» Aim of the task: Look through the entries. Copy each line that has the word "engine".

» Input:
// tests/cancel_behaviour.rs

//! DAG cancellation: unconfigured vertices abort, buffers are discarded,
//! and late plugin callbacks are rejected instead of applied silently.

use std::collections::BTreeMap;
use std::sync::Arc;

use vertexman::engine::{CoreRuntime, RuntimeEvent, RuntimeOptions};
use vertexman::errors::{Result, VertexManagerError};
use vertexman::plugin::{ImmediateStartPolicy, VertexManagerContext, VertexManagerPlugin};
use vertexman::topology::TopologySnapshot;
use vertexman::types::DataMovement;
use vertexman::vertex::{VertexLifecycle, VertexManager};
use vertexman_test_utils::builders::{DagFileBuilder, VertexSpecBuilder};
use vertexman_test_utils::init_tracing;

fn chain_snapshot() -> Arc<TopologySnapshot> {
    let dag = DagFileBuilder::new()
        .with_vertex("a", VertexSpecBuilder::new(2).build())
        .with_vertex(
            "b",
            VertexSpecBuilder::new(3)
                .input("a", DataMovement::Broadcast)
                .build(),
        )
        .build();
    Arc::new(TopologySnapshot::from_dag(&dag))
}

#[test]
fn cancel_aborts_unconfigured_vertices_and_rejects_late_calls() {
    init_tracing();
    let mut manager = VertexManager::new(chain_snapshot());

    // a is configured before the cancel; b is still reconfiguring.
    manager.configure_with_defaults("a").unwrap();
    manager.mark_reconfiguring("b").unwrap();
    manager.schedule_tasks("b", &[0]).unwrap(); // buffered

    manager.cancel_dag();

    assert_eq!(
        manager.vertex("a").unwrap().lifecycle,
        VertexLifecycle::Configured
    );
    assert_eq!(
        manager.vertex("b").unwrap().lifecycle,
        VertexLifecycle::Aborted
    );

    // Late callbacks answer VertexCanceled rather than applying silently.
    let err = manager
        .set_parallelism("b", 2, BTreeMap::new())
        .unwrap_err();
    assert!(matches!(err, VertexManagerError::VertexCanceled(_)));

    let err = manager.schedule_tasks("b", &[1]).unwrap_err();
    assert!(matches!(err, VertexManagerError::VertexCanceled(_)));
}

/// Plugin whose start callback arrives only after the DAG was canceled.
struct LateStarter;

impl VertexManagerPlugin for LateStarter {
    fn on_vertex_started(&mut self, ctx: &mut dyn VertexManagerContext) -> Result<()> {
        // The runtime never invokes this after cancellation; reaching it
        // would schedule tasks on an aborted vertex.
        ctx.schedule_vertex_tasks(&[0])
    }

    fn on_source_task_event(
        &mut self,
        _ctx: &mut dyn VertexManagerContext,
        _event: &vertexman::engine::SourceTaskEvent,
    ) -> Result<()> {
        Ok(())
    }
}

#[test]
fn core_stops_and_ignores_events_after_cancellation() {
    init_tracing();

    let plugins: Vec<(String, Box<dyn VertexManagerPlugin>)> = vec![
        ("a".to_string(), Box::new(ImmediateStartPolicy)),
        ("b".to_string(), Box::new(LateStarter)),
    ];
    let mut core = CoreRuntime::new(chain_snapshot(), plugins, RuntimeOptions::default());

    let step = core.step(RuntimeEvent::DagCanceled);
    assert!(!step.keep_running);
    assert!(step.commands.is_empty());

    // A vertex start arriving after the cancel produces no admissions.
    let step = core.step(RuntimeEvent::VertexStarted {
        vertex: "b".to_string(),
    });
    assert!(step.commands.is_empty());
    assert_eq!(
        core.manager().vertex("b").unwrap().lifecycle,
        VertexLifecycle::Aborted
    );
}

» Task output:
use vertexman::engine::{CoreRuntime, RuntimeEvent, RuntimeOptions};
        _event: &vertexman::engine::SourceTaskEvent,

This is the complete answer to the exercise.